On the strength of the recommendation Ramanujan was appointed to the post of clerk and began his duties on 1 March 1912. Ramanujan was quite lucky to have a number of people working round him with a training in mathematics. In fact the Chief Accountant for the Madras Port Trust, S N Aiyar, was trained as a mathematician and published a paper On the distribution of primes in 1913 on Ramanujan’s work. The professor of civil engineering at the Madras Engineering College C L T Griffith was also interested in Ramanujan’s abilities and, having been educated at University College London, knew the professor of mathematics there, namely M J M Hill. He wrote to Hill on 12 November 1912 sending some of Ramanujan’s work and a copy of his 1911 paper on Bernoulli numbers.

Hill replied in a fairly encouraging way but showed that he had failed to understand Ramanujan’s results on divergent series. The recommendation to Ramanujan that he read Bromwich’s Theory of infinite series did not please Ramanujan much.
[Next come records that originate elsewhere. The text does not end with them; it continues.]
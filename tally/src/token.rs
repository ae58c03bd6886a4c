//! Keypad vocabulary.
//!
//! Each press of a button (or the matching keyboard key) becomes one
//! [`Token`]. Tokens parse from and print as the symbolic names used on
//! the keypad: `0`–`9`, `.`, `+`, `-`, `*`, `/`, `=`, `Del`, `Clr`, `Neg`.

use crate::error::CalcError;
use std::fmt;
use std::str::FromStr;

/// One of the four binary operators.
#[derive(Debug, Clone, Copy, PartialEq, Eq)]
pub enum Operator {
    Add,
    Sub,
    Mul,
    Div,
}

impl Operator {
    pub const ALL: [Operator; 4] = [Operator::Add, Operator::Sub, Operator::Mul, Operator::Div];

    pub const fn symbol(self) -> char {
        match self {
            Self::Add => '+',
            Self::Sub => '-',
            Self::Mul => '*',
            Self::Div => '/',
        }
    }

    pub fn from_symbol(c: char) -> Option<Self> {
        Self::ALL.into_iter().find(|op| op.symbol() == c)
    }

    /// Plain IEEE-754 arithmetic. `x / 0.0` is ±infinity, `0.0 / 0.0` is NaN.
    pub fn apply(self, lhs: f64, rhs: f64) -> f64 {
        match self {
            Self::Add => lhs + rhs,
            Self::Sub => lhs - rhs,
            Self::Mul => lhs * rhs,
            Self::Div => lhs / rhs,
        }
    }
}

impl fmt::Display for Operator {
    fn fmt(&self, f: &mut fmt::Formatter<'_>) -> fmt::Result {
        write!(f, "{}", self.symbol())
    }
}

#[derive(Debug, Clone, Copy, PartialEq, Eq)]
pub enum Token {
    /// A digit, always in `0..=9`.
    Digit(u8),
    Point,
    Operator(Operator),
    Equals,
    Delete,
    Clear,
    Negate,
}

impl Token {
    /// Token for a single typed character, if it is on the keypad.
    pub fn from_char(c: char) -> Option<Self> {
        match c {
            '0'..='9' => c.to_digit(10).map(|d| Token::Digit(d as u8)),
            '.' => Some(Token::Point),
            '=' => Some(Token::Equals),
            _ => Operator::from_symbol(c).map(Token::Operator),
        }
    }

    /// The character this token appends to the display, if any.
    pub fn as_char(self) -> Option<char> {
        match self {
            Token::Digit(d) => char::from_digit(u32::from(d), 10),
            Token::Point => Some('.'),
            _ => None,
        }
    }
}

impl FromStr for Token {
    type Err = CalcError;

    fn from_str(s: &str) -> Result<Self, Self::Err> {
        match s {
            "Del" => Ok(Token::Delete),
            "Clr" => Ok(Token::Clear),
            "Neg" => Ok(Token::Negate),
            _ => {
                let mut chars = s.chars();
                match (chars.next(), chars.next()) {
                    (Some(c), None) => Token::from_char(c),
                    _ => None,
                }
                .ok_or_else(|| CalcError::UnknownToken(s.to_string()))
            }
        }
    }
}

impl fmt::Display for Token {
    fn fmt(&self, f: &mut fmt::Formatter<'_>) -> fmt::Result {
        match self {
            Token::Digit(d) => write!(f, "{d}"),
            Token::Point => f.write_str("."),
            Token::Operator(op) => write!(f, "{op}"),
            Token::Equals => f.write_str("="),
            Token::Delete => f.write_str("Del"),
            Token::Clear => f.write_str("Clr"),
            Token::Negate => f.write_str("Neg"),
        }
    }
}

/// Split a whitespace-separated key sequence such as `"5 + 3 ="`.
pub fn parse_sequence(keys: &str) -> Result<Vec<Token>, CalcError> {
    keys.split_whitespace().map(str::parse).collect()
}

#[cfg(test)]
mod tests {
    use super::*;

    #[test]
    fn every_keypad_name_parses_back_to_itself() {
        let names = [
            "0", "1", "2", "3", "4", "5", "6", "7", "8", "9", ".", "+", "-", "*", "/", "=", "Del",
            "Clr", "Neg",
        ];
        for name in names {
            let token: Token = name.parse().unwrap();
            assert_eq!(token.to_string(), name);
        }
    }

    #[test]
    fn unknown_names_are_rejected() {
        for name in ["", "10", "x", "del", "CLR", "%", "=="] {
            assert_eq!(
                name.parse::<Token>(),
                Err(CalcError::UnknownToken(name.to_string()))
            );
        }
    }

    #[test]
    fn sequence_splits_on_whitespace() {
        let tokens = parse_sequence(" 5 +\t3  = ").unwrap();
        assert_eq!(
            tokens,
            vec![
                Token::Digit(5),
                Token::Operator(Operator::Add),
                Token::Digit(3),
                Token::Equals,
            ]
        );
        assert!(parse_sequence("5 ^ 2").is_err());
    }

    #[test]
    fn operators_follow_ieee_754() {
        assert_eq!(Operator::Add.apply(5.0, 3.0), 8.0);
        assert_eq!(Operator::Sub.apply(5.0, 3.0), 2.0);
        assert_eq!(Operator::Mul.apply(5.0, 3.0), 15.0);
        assert_eq!(Operator::Div.apply(6.0, 3.0), 2.0);
        assert_eq!(Operator::Div.apply(1.0, 0.0), f64::INFINITY);
        assert_eq!(Operator::Div.apply(-1.0, 0.0), f64::NEG_INFINITY);
        assert!(Operator::Div.apply(0.0, 0.0).is_nan());
    }

    #[test]
    fn digits_append_their_character() {
        assert_eq!(Token::Digit(7).as_char(), Some('7'));
        assert_eq!(Token::Point.as_char(), Some('.'));
        assert_eq!(Token::Equals.as_char(), None);
    }
}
Ramanujan wrote to E W Hobson and H F Baker trying to interest them in his results but neither replied. In January 1913 Ramanujan wrote to G H Hardy having seen a copy of his 1910 book Orders of infinity. In Ramanujan’s letter to Hardy he introduced himself and his work [10]:-

I have had no university education but I have undergone the ordinary school course. After leaving school I have been employing the spare time at my disposal to work at mathematics. I have not trodden through the conventional regular course which is followed in a university course, but I am striking out a new path for myself. I have made a special investigation of divergent series in general and the results I get are termed by the local mathematicians as ’startling’.

Hardy, together with Littlewood, studied the long list of unproved theorems which Ramanujan enclosed with his letter. On 8 February he replied to Ramanujan [3], the letter beginning:-

I was exceedingly interested by your letter and by the theorems which you state. You will however understand that, before I can judge properly of the value of what you have done, it is essential that I should see proofs of some of your assertions. Your results seem to me to fall into roughly three classes:
(1) there are a number of results that are already known, or easily deducible from known theorems;
(2) there are results which, so far as I know, are new and interesting, but interesting rather from their curiosity and apparent difficulty than their importance;
(3) there are results which appear to be new and important…

Ramanujan was delighted with Hardy’s reply and when he wrote again he said [8]:-

I have found a friend in you who views my labours sympathetically. … I am already a half starving man. To preserve my brains I want food and this is my first consideration. Any sympathetic letter from you will be helpful to me here to get a scholarship either from the university of from the government.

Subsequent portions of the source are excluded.